4

I have a friend who works at a small university with limited resources. Since he has a gift for methodology and statistics he frequently supports colleagues with their studies. He helps with the methodology and data analysis often. It is not uncommon for him to support people in Education (his field), English, TESOL, and Business since to do simple studies in these fields involves descriptive stats, regression, ANOVA, etc. In other words, basic research methods

In exchange for his support, he gets to be second author on these papers.

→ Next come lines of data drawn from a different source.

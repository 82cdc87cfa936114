//! Copyright (c) 2025-2026, Kirky.X
//!
//! MIT License
//!
//! 启动注册集成测试

#[path = "../common/mod.rs"]
mod common;

use async_trait::async_trait;
use common::{models, Fixture, Root, LEAF, MID, ROOT};
use oxprops::events::{EventHandler, Subscription};
use oxprops::{
    resolver_fn, CacheDeclaration, CacheError, EntityRef, EventKind, InstalledRule,
    ModelDescriptor, ResolverDescriptor,
};
use serde_json::json;
use std::sync::atomic::{AtomicUsize, Ordering};
use std::sync::Arc;

fn strings(items: &[&str]) -> Vec<String> {
    items.iter().map(|s| s.to_string()).collect()
}

/// 测试账本按安装顺序记录规则，自身规则在前
#[tokio::test]
async fn test_installed_rules_ledger() {
    let fx = Fixture::new().await;
    let rules = fx.cache.installed_rules().await;

    assert_eq!(
        rules,
        vec![
            InstalledRule {
                target_type: MID,
                source_type: MID,
                properties: strings(&["path"]),
            },
            InstalledRule {
                target_type: MID,
                source_type: ROOT,
                properties: strings(&["path"]),
            },
            InstalledRule {
                target_type: LEAF,
                source_type: LEAF,
                properties: strings(&["path", "label"]),
            },
            InstalledRule {
                target_type: LEAF,
                source_type: ROOT,
                properties: strings(&["path"]),
            },
            InstalledRule {
                target_type: LEAF,
                source_type: MID,
                properties: strings(&["path"]),
            },
        ]
    );
    assert!(fx.cache.cached_properties(&ROOT).await.is_none());
    assert_eq!(
        fx.cache.cached_properties(&LEAF).await,
        Some(strings(&["path", "label"]))
    );
}

/// 测试重复启动注册不会叠加订阅或账本条目
#[tokio::test]
async fn test_bootstrap_is_idempotent() {
    let fx = Fixture::new().await;
    let dispatcher = fx.cache.dispatcher().clone();
    let before = dispatcher.receivers(&ROOT, EventKind::Saved).await;

    for _ in 0..3 {
        let report = fx.cache.bootstrap(&models()).await.unwrap();
        assert_eq!(report.installed, 5);
        assert_eq!(report.subscriptions, 10);
        assert_eq!(report.skipped, vec![ROOT]);
    }

    assert_eq!(dispatcher.receivers(&ROOT, EventKind::Saved).await, before);
    assert_eq!(
        dispatcher.receivers(&ROOT, EventKind::Deleted).await,
        vec!["propscache_del_pc_root_pc_mid", "propscache_del_pc_root_pc_leaf"]
    );
    assert_eq!(fx.cache.installed_rules().await.len(), 5);

    let (root, _mid, leaf) = fx.chain().await;
    fx.save(Root {
        id: root.id,
        name: "x".to_string(),
    })
    .await
    .unwrap();
    assert_eq!(fx.cached(&LEAF, leaf.id, "path").await, Some(json!("x/b/c")));
}

/// 测试缺少元数据的声明被拒绝，其余声明照常生效
#[tokio::test]
async fn test_missing_metadata_rejects_only_that_declaration() {
    let fx = Fixture::new().await;

    let mut declared = models();
    declared[1] = ModelDescriptor::new(MID).with_declaration(
        CacheDeclaration::new(["path"]).resolver(ResolverDescriptor::new(resolver_fn(
            "mids_without_model",
            |_root, _entities| async move { Ok::<_, CacheError>(Vec::new()) },
        ))
        .properties(["path"])),
    );

    let err = fx.cache.bootstrap(&declared).await.unwrap_err();
    match err {
        CacheError::Bootstrap(rejected) => {
            assert_eq!(rejected.len(), 1);
            assert!(matches!(
                &rejected[0],
                CacheError::Declaration { entity_type, .. } if entity_type == "pc_mid"
            ));
        }
        other => panic!("unexpected error: {}", other),
    }

    // Mid 不再有任何规则或订阅，Leaf 不受影响
    let dispatcher = fx.cache.dispatcher();
    assert_eq!(
        dispatcher.receivers(&MID, EventKind::Saved).await,
        vec!["propscache_pc_mid_pc_leaf"]
    );
    assert!(fx.cache.cached_properties(&MID).await.is_none());

    let (_root, mid, leaf) = fx.chain().await;
    assert_eq!(fx.cached(&MID, mid.id, "path").await, None);
    assert_eq!(fx.cached(&LEAF, leaf.id, "path").await, Some(json!("a/b/c")));
}

/// 测试没有声明或没有缓存属性的类型被跳过
#[tokio::test]
async fn test_types_without_declaration_are_skipped() {
    let fx = Fixture::new().await;
    let report = fx
        .cache
        .bootstrap(&[
            ModelDescriptor::new(ROOT),
            ModelDescriptor::new(MID).with_declaration(CacheDeclaration::new(Vec::<String>::new())),
        ])
        .await
        .unwrap();

    assert_eq!(report.installed, 0);
    assert_eq!(report.subscriptions, 0);
    assert_eq!(report.skipped, vec![ROOT, MID]);
    assert!(fx.cache.installed_rules().await.is_empty());
    assert!(fx.cache.dispatcher().receivers(&LEAF, EventKind::Saved).await.is_empty());
}

struct Audit(Arc<AtomicUsize>);

#[async_trait]
impl EventHandler for Audit {
    async fn handle(&self, _instance: EntityRef, _kind: EventKind) -> oxprops::Result<()> {
        self.0.fetch_add(1, Ordering::SeqCst);
        Ok(())
    }
}

/// 测试重新启动注册只替换本库的订阅
#[tokio::test]
async fn test_rebootstrap_keeps_foreign_subscriptions() {
    let fx = Fixture::new().await;
    let calls = Arc::new(AtomicUsize::new(0));
    fx.cache
        .dispatcher()
        .connect(Subscription {
            sender: ROOT,
            kind: EventKind::Saved,
            dispatch_uid: "audit_root".to_string(),
            handler: Arc::new(Audit(calls.clone())),
        })
        .await;

    // 只保留 Leaf 的声明
    let leaf_only: Vec<ModelDescriptor> = models().into_iter().skip(2).collect();
    fx.cache.bootstrap(&leaf_only).await.unwrap();

    assert_eq!(
        fx.cache.dispatcher().receivers(&ROOT, EventKind::Saved).await,
        vec!["audit_root", "propscache_pc_root_pc_leaf"]
    );

    let root = fx.root("a").await;
    assert_eq!(calls.load(Ordering::SeqCst), 1);

    let mid = fx.mid("b", &root).await;
    assert_eq!(fx.cached(&MID, mid.id, "path").await, None);
}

His concern is all this wide variety in research on his CV. His own research is focused when he's the lead but whatever his friends want to study is up to them. There aren't too many others available to help out with the technical aspects where he works at. Therefore, If he ever applies for a job somewhere else, what would a committee think of such a chaotic CV?

3
  • 2
    I've never been on a hiring committee, but I would think that, as long as his publication record in his own field is competitive, having more publications in other fields won't hurt. Especially if he has separate sections in his CV for education papers and miscellaneous papers. And he can probably sell himself as "interdisciplinary," which may help him with some committees.
    – user37208
    Commented Apr 30, 2016 at 17:36
  • 5
    My understanding is that this sort of cross-disciplinary consultation, leading to second authorship, is particularly common for statisticians, so I don't think hiring committees would be at all surprised. As Wolfgang's answer says, though, this isn't a substitute for doing his own research. Commented Apr 30, 2016 at 19:11
  • 2
    I'm in exactly this situation, and I have separate sections in my CV on my "core" specialty (forecasting) and my "service" activities (inferential statistics for psychologists). One point is that coauthorships as a statistician come with rather little effort, and I'll have five such "service" coauthorships for every "core" paper I coauthor, so the CV sections are pretty unbalanced in length. Then again, I can't say what a hiring committee would say to this, being in industry. Commented Apr 30, 2016 at 20:45

1 Answer 1

6

I can't think of a case where research or publications outside one's core area would have hurt an applicant, and would think that most departments actually think positively about it. What's important, though, is that the research and publication record within one's core area remains strong and prolific. If you only publish a paper every other year in your own area, but 2 every year with people outside your area, then a department might legitimately question how much you actually bring to their table.

0

You must log in to answer this question.

Not the answer you're looking for? Browse other questions tagged .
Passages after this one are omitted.